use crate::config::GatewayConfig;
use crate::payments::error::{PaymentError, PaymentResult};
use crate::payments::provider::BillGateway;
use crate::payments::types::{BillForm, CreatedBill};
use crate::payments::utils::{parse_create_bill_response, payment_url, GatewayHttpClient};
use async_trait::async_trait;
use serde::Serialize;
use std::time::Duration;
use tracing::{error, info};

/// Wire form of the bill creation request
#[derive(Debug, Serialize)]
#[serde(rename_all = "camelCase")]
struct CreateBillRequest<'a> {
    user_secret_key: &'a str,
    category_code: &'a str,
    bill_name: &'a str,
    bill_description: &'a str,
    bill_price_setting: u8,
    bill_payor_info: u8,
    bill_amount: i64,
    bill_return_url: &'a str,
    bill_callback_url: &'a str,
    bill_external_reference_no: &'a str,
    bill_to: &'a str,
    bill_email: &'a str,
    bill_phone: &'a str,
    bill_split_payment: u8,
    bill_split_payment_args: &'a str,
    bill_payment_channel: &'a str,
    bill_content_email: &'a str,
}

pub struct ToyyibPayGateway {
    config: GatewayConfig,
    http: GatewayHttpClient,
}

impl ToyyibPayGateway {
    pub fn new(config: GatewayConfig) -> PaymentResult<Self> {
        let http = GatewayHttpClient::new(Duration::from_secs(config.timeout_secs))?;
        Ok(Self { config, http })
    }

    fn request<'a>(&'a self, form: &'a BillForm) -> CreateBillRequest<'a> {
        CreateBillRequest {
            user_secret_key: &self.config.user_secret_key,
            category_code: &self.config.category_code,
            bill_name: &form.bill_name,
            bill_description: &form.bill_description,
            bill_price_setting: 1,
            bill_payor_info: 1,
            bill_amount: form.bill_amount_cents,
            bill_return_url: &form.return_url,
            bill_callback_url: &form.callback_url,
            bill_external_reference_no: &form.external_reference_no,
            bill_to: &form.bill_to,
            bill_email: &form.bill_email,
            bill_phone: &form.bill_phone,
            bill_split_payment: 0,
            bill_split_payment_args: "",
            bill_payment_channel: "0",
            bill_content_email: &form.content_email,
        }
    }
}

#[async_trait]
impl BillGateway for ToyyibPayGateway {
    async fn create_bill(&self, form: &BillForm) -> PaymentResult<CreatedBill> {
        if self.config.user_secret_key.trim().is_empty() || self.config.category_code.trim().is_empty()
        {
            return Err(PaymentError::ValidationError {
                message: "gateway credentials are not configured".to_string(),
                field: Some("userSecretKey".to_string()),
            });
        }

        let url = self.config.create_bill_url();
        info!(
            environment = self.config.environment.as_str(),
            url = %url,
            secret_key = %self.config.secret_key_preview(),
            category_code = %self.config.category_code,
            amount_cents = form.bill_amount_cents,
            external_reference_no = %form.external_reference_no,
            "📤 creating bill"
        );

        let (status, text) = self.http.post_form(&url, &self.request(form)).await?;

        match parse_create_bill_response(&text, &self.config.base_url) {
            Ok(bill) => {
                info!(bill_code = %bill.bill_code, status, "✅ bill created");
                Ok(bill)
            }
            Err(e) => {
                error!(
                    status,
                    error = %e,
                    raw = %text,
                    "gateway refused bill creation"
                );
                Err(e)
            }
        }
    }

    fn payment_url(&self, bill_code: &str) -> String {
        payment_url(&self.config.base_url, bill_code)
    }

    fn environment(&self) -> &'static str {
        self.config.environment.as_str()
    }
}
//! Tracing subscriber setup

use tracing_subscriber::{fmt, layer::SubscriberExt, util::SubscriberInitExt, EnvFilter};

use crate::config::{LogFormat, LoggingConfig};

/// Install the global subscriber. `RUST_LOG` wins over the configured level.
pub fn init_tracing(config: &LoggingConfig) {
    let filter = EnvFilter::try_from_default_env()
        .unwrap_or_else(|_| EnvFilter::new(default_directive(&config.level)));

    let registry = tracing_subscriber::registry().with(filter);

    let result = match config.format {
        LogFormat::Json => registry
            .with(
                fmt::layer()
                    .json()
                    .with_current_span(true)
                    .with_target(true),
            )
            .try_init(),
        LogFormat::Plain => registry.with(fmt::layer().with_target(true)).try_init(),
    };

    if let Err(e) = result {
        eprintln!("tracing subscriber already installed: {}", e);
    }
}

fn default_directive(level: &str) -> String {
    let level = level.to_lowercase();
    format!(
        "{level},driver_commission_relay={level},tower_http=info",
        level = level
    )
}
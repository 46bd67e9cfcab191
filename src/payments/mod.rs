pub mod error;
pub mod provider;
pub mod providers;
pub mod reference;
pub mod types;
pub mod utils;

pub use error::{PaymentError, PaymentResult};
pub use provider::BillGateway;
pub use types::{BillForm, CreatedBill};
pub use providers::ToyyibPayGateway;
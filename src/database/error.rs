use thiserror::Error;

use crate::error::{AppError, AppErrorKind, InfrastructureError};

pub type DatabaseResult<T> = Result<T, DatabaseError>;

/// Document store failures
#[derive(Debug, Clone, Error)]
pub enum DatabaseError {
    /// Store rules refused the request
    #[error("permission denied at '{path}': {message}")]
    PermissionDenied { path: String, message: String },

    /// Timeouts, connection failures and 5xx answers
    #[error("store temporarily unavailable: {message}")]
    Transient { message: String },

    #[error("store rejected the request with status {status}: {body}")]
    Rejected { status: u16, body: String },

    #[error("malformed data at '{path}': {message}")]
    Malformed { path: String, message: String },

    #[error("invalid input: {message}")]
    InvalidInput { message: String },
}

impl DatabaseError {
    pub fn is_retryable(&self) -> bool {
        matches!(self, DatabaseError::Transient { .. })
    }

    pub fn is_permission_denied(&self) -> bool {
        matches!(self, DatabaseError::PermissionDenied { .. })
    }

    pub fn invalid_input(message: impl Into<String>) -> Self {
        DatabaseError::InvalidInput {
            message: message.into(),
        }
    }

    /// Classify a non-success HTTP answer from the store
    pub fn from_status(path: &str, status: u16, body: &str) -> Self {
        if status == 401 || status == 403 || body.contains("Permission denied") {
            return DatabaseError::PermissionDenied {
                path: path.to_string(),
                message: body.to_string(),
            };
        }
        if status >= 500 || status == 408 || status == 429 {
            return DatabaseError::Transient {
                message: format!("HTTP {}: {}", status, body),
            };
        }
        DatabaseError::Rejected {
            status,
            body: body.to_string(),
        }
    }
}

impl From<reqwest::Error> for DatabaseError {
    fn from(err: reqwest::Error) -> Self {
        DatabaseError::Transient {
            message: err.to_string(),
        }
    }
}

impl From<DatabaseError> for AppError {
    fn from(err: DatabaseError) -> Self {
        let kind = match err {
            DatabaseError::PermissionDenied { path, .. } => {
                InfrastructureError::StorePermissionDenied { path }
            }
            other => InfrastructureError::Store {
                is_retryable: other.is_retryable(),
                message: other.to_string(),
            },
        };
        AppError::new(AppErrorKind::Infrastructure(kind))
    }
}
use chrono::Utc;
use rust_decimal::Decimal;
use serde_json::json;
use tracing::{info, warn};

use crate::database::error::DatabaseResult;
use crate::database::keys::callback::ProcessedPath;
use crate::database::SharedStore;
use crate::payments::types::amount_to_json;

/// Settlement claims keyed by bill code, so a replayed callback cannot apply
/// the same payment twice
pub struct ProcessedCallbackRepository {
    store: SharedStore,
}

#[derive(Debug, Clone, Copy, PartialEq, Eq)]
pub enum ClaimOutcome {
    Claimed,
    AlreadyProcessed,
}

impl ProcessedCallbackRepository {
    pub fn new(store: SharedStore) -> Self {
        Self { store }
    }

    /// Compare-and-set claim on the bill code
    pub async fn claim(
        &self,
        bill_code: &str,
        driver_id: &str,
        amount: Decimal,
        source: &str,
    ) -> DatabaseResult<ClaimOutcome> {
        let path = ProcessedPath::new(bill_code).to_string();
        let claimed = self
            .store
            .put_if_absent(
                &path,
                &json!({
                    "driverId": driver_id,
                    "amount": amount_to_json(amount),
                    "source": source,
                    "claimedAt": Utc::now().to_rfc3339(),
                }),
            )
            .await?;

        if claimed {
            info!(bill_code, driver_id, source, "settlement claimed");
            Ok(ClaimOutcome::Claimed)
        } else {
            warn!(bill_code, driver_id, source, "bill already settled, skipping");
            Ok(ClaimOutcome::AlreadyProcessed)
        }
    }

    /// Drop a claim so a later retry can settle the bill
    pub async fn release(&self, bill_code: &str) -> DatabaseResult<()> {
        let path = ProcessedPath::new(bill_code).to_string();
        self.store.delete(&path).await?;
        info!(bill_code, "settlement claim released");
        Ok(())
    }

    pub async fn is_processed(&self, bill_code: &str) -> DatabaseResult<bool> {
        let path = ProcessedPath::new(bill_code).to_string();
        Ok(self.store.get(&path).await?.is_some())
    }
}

────────

- Assigned task:
In your reply, restate exactly the lines from the start of the records above through the line holding "use serde::Serialize;", including both, and nothing else.

- Solution:
use crate::config::GatewayConfig;
use crate::payments::error::{PaymentError, PaymentResult};
use crate::payments::provider::BillGateway;
use crate::payments::types::{BillForm, CreatedBill};
use crate::payments::utils::{parse_create_bill_response, payment_url, GatewayHttpClient};
use async_trait::async_trait;
use serde::Serialize;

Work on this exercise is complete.